Task description:
Starting at the first line of the data below, write out each line exactly until you reach the line containing "record, Bearer auth", and include that line too.

-- Provided material follows --

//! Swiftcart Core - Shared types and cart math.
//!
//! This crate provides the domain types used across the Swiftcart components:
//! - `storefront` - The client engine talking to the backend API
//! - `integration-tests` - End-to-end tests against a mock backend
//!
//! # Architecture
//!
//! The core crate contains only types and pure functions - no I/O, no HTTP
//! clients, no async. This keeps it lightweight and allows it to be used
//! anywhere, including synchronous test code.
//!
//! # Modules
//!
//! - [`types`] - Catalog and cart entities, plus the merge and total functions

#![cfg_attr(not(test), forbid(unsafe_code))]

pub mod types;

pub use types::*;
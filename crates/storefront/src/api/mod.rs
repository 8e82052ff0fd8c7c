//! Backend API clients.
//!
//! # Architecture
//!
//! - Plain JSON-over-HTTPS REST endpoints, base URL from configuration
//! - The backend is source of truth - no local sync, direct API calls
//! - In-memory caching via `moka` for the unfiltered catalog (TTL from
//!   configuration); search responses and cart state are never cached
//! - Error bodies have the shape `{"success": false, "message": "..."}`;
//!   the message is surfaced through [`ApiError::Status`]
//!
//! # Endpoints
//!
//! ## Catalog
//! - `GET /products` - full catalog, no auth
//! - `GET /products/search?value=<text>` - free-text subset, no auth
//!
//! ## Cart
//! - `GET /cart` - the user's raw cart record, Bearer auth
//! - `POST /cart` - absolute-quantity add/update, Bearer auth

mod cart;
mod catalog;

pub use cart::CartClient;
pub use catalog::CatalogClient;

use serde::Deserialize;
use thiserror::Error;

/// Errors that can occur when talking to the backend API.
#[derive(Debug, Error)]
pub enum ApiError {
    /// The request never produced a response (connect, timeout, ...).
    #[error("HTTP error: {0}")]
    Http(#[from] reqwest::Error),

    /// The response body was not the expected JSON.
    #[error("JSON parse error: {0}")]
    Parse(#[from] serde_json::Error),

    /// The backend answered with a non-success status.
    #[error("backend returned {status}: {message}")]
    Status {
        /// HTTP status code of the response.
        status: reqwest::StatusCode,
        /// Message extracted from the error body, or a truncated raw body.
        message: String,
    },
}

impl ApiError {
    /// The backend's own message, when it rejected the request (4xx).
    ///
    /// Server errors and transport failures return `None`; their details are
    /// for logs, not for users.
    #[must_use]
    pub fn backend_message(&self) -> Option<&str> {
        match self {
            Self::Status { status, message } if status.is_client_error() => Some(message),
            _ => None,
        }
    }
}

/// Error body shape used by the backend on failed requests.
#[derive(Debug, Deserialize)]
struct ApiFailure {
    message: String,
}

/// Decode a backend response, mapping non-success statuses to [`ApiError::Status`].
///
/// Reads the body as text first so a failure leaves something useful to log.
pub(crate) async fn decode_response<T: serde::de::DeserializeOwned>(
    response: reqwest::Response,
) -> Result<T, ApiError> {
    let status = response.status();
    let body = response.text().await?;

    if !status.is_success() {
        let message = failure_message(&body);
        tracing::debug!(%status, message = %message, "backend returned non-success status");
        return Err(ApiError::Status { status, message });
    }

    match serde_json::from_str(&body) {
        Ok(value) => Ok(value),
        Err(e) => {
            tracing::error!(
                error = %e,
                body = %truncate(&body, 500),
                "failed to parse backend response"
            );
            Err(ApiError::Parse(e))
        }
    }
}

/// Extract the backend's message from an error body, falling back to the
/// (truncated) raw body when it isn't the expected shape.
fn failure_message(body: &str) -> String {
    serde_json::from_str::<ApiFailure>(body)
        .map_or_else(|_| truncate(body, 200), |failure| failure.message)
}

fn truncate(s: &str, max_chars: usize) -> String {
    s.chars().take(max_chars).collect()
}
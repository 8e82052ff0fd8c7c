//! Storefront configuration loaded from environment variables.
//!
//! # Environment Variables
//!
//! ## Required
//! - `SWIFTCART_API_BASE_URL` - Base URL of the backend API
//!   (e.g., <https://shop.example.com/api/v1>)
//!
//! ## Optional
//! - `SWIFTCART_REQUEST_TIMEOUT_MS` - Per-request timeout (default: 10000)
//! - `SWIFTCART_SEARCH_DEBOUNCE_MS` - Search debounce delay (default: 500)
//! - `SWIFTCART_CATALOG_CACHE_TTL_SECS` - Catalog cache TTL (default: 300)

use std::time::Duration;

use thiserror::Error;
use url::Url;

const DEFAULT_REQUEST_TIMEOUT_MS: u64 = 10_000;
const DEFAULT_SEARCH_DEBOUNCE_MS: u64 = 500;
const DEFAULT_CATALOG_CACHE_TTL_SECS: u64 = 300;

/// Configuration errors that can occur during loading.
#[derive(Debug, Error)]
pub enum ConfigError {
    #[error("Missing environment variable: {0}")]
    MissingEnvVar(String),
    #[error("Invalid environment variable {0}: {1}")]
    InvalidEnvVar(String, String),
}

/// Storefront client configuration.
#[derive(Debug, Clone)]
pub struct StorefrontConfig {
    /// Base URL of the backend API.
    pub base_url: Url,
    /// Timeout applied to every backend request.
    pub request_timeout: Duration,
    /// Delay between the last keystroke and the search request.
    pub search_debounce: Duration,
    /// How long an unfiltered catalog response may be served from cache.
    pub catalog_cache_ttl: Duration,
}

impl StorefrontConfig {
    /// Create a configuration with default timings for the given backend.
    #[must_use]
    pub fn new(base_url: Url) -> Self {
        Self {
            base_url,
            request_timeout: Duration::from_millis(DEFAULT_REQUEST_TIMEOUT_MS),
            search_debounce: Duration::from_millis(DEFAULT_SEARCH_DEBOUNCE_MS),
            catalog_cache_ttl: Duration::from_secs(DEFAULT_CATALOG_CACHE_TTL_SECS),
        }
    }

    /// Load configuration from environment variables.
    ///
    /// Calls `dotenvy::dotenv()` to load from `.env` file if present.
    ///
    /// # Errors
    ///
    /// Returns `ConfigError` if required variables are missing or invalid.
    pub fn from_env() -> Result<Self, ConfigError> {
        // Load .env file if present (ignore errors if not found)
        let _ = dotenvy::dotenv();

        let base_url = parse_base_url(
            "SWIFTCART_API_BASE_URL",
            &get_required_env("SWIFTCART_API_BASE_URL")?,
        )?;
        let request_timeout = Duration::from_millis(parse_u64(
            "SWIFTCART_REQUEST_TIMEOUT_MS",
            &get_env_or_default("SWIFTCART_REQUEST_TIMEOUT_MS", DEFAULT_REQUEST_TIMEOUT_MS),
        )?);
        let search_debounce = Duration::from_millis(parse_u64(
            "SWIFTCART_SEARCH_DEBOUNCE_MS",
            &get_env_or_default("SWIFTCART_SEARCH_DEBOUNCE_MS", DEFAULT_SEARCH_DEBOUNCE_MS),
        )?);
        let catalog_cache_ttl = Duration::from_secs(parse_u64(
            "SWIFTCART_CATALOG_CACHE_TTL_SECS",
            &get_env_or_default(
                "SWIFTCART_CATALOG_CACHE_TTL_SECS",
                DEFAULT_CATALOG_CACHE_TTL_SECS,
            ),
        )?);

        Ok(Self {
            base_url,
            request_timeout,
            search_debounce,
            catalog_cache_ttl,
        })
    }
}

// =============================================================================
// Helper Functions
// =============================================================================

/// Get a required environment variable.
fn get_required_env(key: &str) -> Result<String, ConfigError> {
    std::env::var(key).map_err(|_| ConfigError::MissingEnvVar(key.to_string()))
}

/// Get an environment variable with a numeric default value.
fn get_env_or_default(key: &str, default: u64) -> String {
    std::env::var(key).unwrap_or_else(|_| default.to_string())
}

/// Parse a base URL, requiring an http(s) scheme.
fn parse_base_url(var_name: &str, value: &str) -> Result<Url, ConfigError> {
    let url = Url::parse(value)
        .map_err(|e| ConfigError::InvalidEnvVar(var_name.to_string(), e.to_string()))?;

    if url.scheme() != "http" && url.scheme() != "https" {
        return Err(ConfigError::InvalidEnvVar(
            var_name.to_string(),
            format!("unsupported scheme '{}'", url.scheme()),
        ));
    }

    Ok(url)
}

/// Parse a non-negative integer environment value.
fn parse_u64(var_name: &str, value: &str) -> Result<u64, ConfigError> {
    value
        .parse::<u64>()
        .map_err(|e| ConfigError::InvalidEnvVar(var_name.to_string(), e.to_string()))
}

-- Provided material concluded --

Response to this task:
//! Swiftcart Core - Shared types and cart math.
//!
//! This crate provides the domain types used across the Swiftcart components:
//! - `storefront` - The client engine talking to the backend API
//! - `integration-tests` - End-to-end tests against a mock backend
//!
//! # Architecture
//!
//! The core crate contains only types and pure functions - no I/O, no HTTP
//! clients, no async. This keeps it lightweight and allows it to be used
//! anywhere, including synchronous test code.
//!
//! # Modules
//!
//! - [`types`] - Catalog and cart entities, plus the merge and total functions

#![cfg_attr(not(test), forbid(unsafe_code))]

pub mod types;

pub use types::*;
filename crates/storefront/src/api/mod.rs
repository 8e82052ff0fd8c7c
//! Backend API clients.
//!
//! # Architecture
//!
//! - Plain JSON-over-HTTPS REST endpoints, base URL from configuration
//! - The backend is source of truth - no local sync, direct API calls
//! - In-memory caching via `moka` for the unfiltered catalog (TTL from
//!   configuration); search responses and cart state are never cached
//! - Error bodies have the shape `{"success": false, "message": "..."}`;
//!   the message is surfaced through [`ApiError::Status`]
//!
//! # Endpoints
//!
//! ## Catalog
//! - `GET /products` - full catalog, no auth
//! - `GET /products/search?value=<text>` - free-text subset, no auth
//!
//! ## Cart
//! - `GET /cart` - the user's raw cart record, Bearer auth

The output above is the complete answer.